La tenerezza è forte
di Pierangelo Sequeri
«L’idea che una 'rivoluzione della tenerezza' possa cambiare il verso del tempo e lo sguardo sul mondo non è così intuitiva. Per come ci sentiamo, nel momento presente, ce l’aspettiamo come una trovata della pubblicità di cioccolatini e pannolini, più che come parola d’ordine per la ricostruzione del legame sociale. Non che ci dispiaccia l’idea di trovare più tenerezza, nella nostra vita, naturalmente. Nella nostra immaginazione, però, la tenerezza è soprattutto una virtù privata, adatta per i rapporti brevi delle nostre confidenze occasionali, dei nostri amori intimi, delle nostre piccole prossimità. È importante, certo, ma è pur sempre una qualità di complemento dei momenti di distensione, un’aura sentimentale dei tempi liberi. (...)
Nelle cose serie della vita, insomma, per la tenerezza non c’è campo. (...)
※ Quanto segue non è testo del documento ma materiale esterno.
//! # Method Availability Validator
//!
//! Decides, before any pricing math runs, whether digital and/or offset
//! pricing is applicable to the job's resolved binding and lamination rows.
//!
//! This validator never errors: it returns structured flags plus
//! human-readable reasons and suggestions. The orchestrator uses them to
//! short-circuit a method into a zeroed breakdown instead of attempting
//! (and failing inside) the computation.

use serde::{Deserialize, Serialize};

use crate::types::{BindingProcess, BindingType, CatalogSnapshot, LaminationFinish};

/// Availability of one manufacturing method.
#[derive(Debug, Clone, Default, Serialize, Deserialize)]
pub struct MethodStatus {
    pub available: bool,
    pub reason: Option<String>,
    pub suggestion: Option<String>,
}

impl MethodStatus {
    fn ok() -> Self {
        MethodStatus {
            available: true,
            reason: None,
            suggestion: None,
        }
    }

    fn unavailable(reason: impl Into<String>, suggestion: Option<String>) -> Self {
        MethodStatus {
            available: false,
            reason: Some(reason.into()),
            suggestion,
        }
    }
}

/// Availability of both methods for a job.
#[derive(Debug, Clone, Serialize, Deserialize)]
pub struct MethodAvailability {
    pub digital: MethodStatus,
    pub offset: MethodStatus,
}

/// Names of bindings in the snapshot that do support digital pricing,
/// offered as a suggestion when the selected one does not.
fn digital_capable_bindings(snapshot: &CatalogSnapshot) -> Option<String> {
    let names: Vec<&str> = snapshot
        .bindings
        .iter()
        .filter(|b| !b.digital_tiers.is_empty() || b.process == BindingProcess::Stapling)
        .filter(|b| b.process != BindingProcess::Sewn)
        .map(|b| b.name.as_str())
        .collect();

    if names.is_empty() {
        None
    } else {
        Some(format!("bindings with digital pricing: {}", names.join(", ")))
    }
}

/// Inspects the resolved binding and lamination rows and reports which
/// methods can be priced.
pub fn check_availability(
    snapshot: &CatalogSnapshot,
    binding: Option<&BindingType>,
    lamination: Option<&LaminationFinish>,
) -> MethodAvailability {
    let mut digital = MethodStatus::ok();
    let mut offset = MethodStatus::ok();

    if let Some(binding) = binding {
        // Sewn processes are subcontracted and only exist on the offset path.
        if binding.process == BindingProcess::Sewn {
            digital = MethodStatus::unavailable(
                format!("binding '{}' is a sewn process, offset only", binding.name),
                digital_capable_bindings(snapshot),
            );
        } else if binding.digital_tiers.is_empty()
            && binding.process != BindingProcess::Stapling
        {
            // Stapling has a hardcoded digital fallback; everything else
            // needs catalog tiers.
            digital = MethodStatus::unavailable(
                format!("binding '{}' has no digital price tiers", binding.name),
                digital_capable_bindings(snapshot),
            );
        }

        if binding.offset_tiers.is_empty() {
            offset = MethodStatus::unavailable(
                format!("binding '{}' has no offset price tiers", binding.name),
                None,
            );
        }
    }

    if let Some(lamination) = lamination {
        if digital.available && lamination.digital_tiers.is_empty() {
            digital = MethodStatus::unavailable(
                format!(
                    "lamination finish '{}' has no digital price tiers",
                    lamination.name
                ),
                None,
            );
        }

        if offset.available
            && (lamination.offset_rate_per_m2.is_none() || lamination.offset_calage.is_none())
        {
            offset = MethodStatus::unavailable(
                format!(
                    "lamination finish '{}' has no offset rate/calage configuration",
                    lamination.name
                ),
                None,
            );
        }
    }

    MethodAvailability { digital, offset }
}

// =============================================================================
// Unit Tests
// =============================================================================

#[cfg(test)]
mod tests {
    use super::*;
    use crate::config::PricingConfig;
    use crate::money::Eur;
    use crate::types::{DigitalBindingTier, DigitalLaminationTier, OffsetBindingTier};
    use chrono::Utc;
    use std::collections::HashMap;

    fn binding(name: &str, digital: bool, offset: bool) -> BindingType {
        BindingType {
            id: name.to_string(),
            name: name.to_string(),
            process: BindingProcess::from_name(name),
            digital_tiers: if digital {
                vec![DigitalBindingTier {
                    min_pages: 8,
                    max_pages: 96,
                    min_qty: 1,
                    max_qty: 100_000,
                    unit_cost: Eur::new(0.4),
                    setup_cost: Eur::new(20.0),
                }]
            } else {
                Vec::new()
            },
            offset_tiers: if offset {
                vec![OffsetBindingTier {
                    min_signatures: 1,
                    calage: Eur::new(40.0),
                    roulage_per_1000: Eur::new(60.0),
                }]
            } else {
                Vec::new()
            },
            rules: Vec::new(),
        }
    }

    fn snapshot(bindings: Vec<BindingType>) -> CatalogSnapshot {
        CatalogSnapshot {
            tenant: None,
            loaded_at: Utc::now(),
            papers: Vec::new(),
            color_modes: Vec::new(),
            bindings,
            fold_types: Vec::new(),
            laminations: Vec::new(),
            machine_formats: Vec::new(),
            click_divisors: Vec::new(),
            departments: HashMap::new(),
            carriers: Vec::new(),
            config: PricingConfig::default(),
        }
    }

    #[test]
    fn test_both_available_without_binding_or_lamination() {
        let snap = snapshot(Vec::new());
        let avail = check_availability(&snap, None, None);
        assert!(avail.digital.available);
        assert!(avail.offset.available);
    }

    #[test]
    fn test_stapling_without_digital_tiers_keeps_digital() {
        let b = binding("Piqûre 2 points", false, true);
        let snap = snapshot(vec![b.clone()]);
        let avail = check_availability(&snap, Some(&b), None);
        assert!(avail.digital.available, "stapling has a hardcoded fallback");
    }

    #[test]
    fn test_glued_without_digital_tiers_disables_digital_with_suggestion() {
        let glued = binding("Dos carré collé", false, true);
        let capable = binding("Piqûre 2 points", false, true);
        let snap = snapshot(vec![glued.clone(), capable]);

        let avail = check_availability(&snap, Some(&glued), None);
        assert!(!avail.digital.available);
        assert!(avail.digital.reason.as_ref().unwrap().contains("digital"));
        assert!(avail
            .digital
            .suggestion
            .as_ref()
            .unwrap()
            .contains("Piqûre 2 points"));
        assert!(avail.offset.available);
    }

    #[test]
    fn test_sewn_binding_is_offset_only() {
        let sewn = binding("Dos carré cousu collé", true, true);
        let snap = snapshot(vec![sewn.clone()]);
        let avail = check_availability(&snap, Some(&sewn), None);
        assert!(!avail.digital.available);
        assert!(avail.offset.available);
    }

    #[test]
    fn test_binding_without_offset_tiers_disables_offset() {
        let b = binding("Dos carré collé", true, false);
        let snap = snapshot(vec![b.clone()]);
        let avail = check_availability(&snap, Some(&b), None);
        assert!(avail.digital.available);
        assert!(!avail.offset.available);
    }

    #[test]
    fn test_lamination_without_offset_config_disables_offset() {
        let lam = LaminationFinish {
            id: "l1".to_string(),
            name: "Soft touch".to_string(),
            offset_rate_per_m2: None,
            offset_calage: None,
            offset_minimum: Eur::zero(),
            digital_tiers: vec![DigitalLaminationTier {
                min_qty: 1,
                max_qty: 100_000,
                per_sheet: Eur::new(0.2),
                setup: Eur::new(15.0),
            }],
        };
        let snap = snapshot(Vec::new());
        let avail = check_availability(&snap, None, Some(&lam));
        assert!(avail.digital.available);
        assert!(!avail.offset.available);
        assert!(!avail.offset.reason.as_ref().unwrap().is_empty());
    }

    #[test]
    fn test_lamination_without_digital_tiers_disables_digital() {
        let lam = LaminationFinish {
            id: "l1".to_string(),
            name: "Brillant".to_string(),
            offset_rate_per_m2: Some(0.4),
            offset_calage: Some(Eur::new(30.0)),
            offset_minimum: Eur::new(35.0),
            digital_tiers: Vec::new(),
        };
        let snap = snapshot(Vec::new());
        let avail = check_availability(&snap, None, Some(&lam));
        assert!(!avail.digital.available);
        assert!(avail.offset.available);
    }
}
In realtà, la tenerezza autentica è immedesimazione profonda con la vulnerabilità della vita e condivisione pensosa della finitezza che nutre e sorregge i suoi amori. Qui la tenerezza è forza suprema, che invita ad abbandonare ogni delirio di onnipotenza, come anche ogni resa del desiderio: la tenerezza cerca la salvezza di ciò che è umano in ogni umano».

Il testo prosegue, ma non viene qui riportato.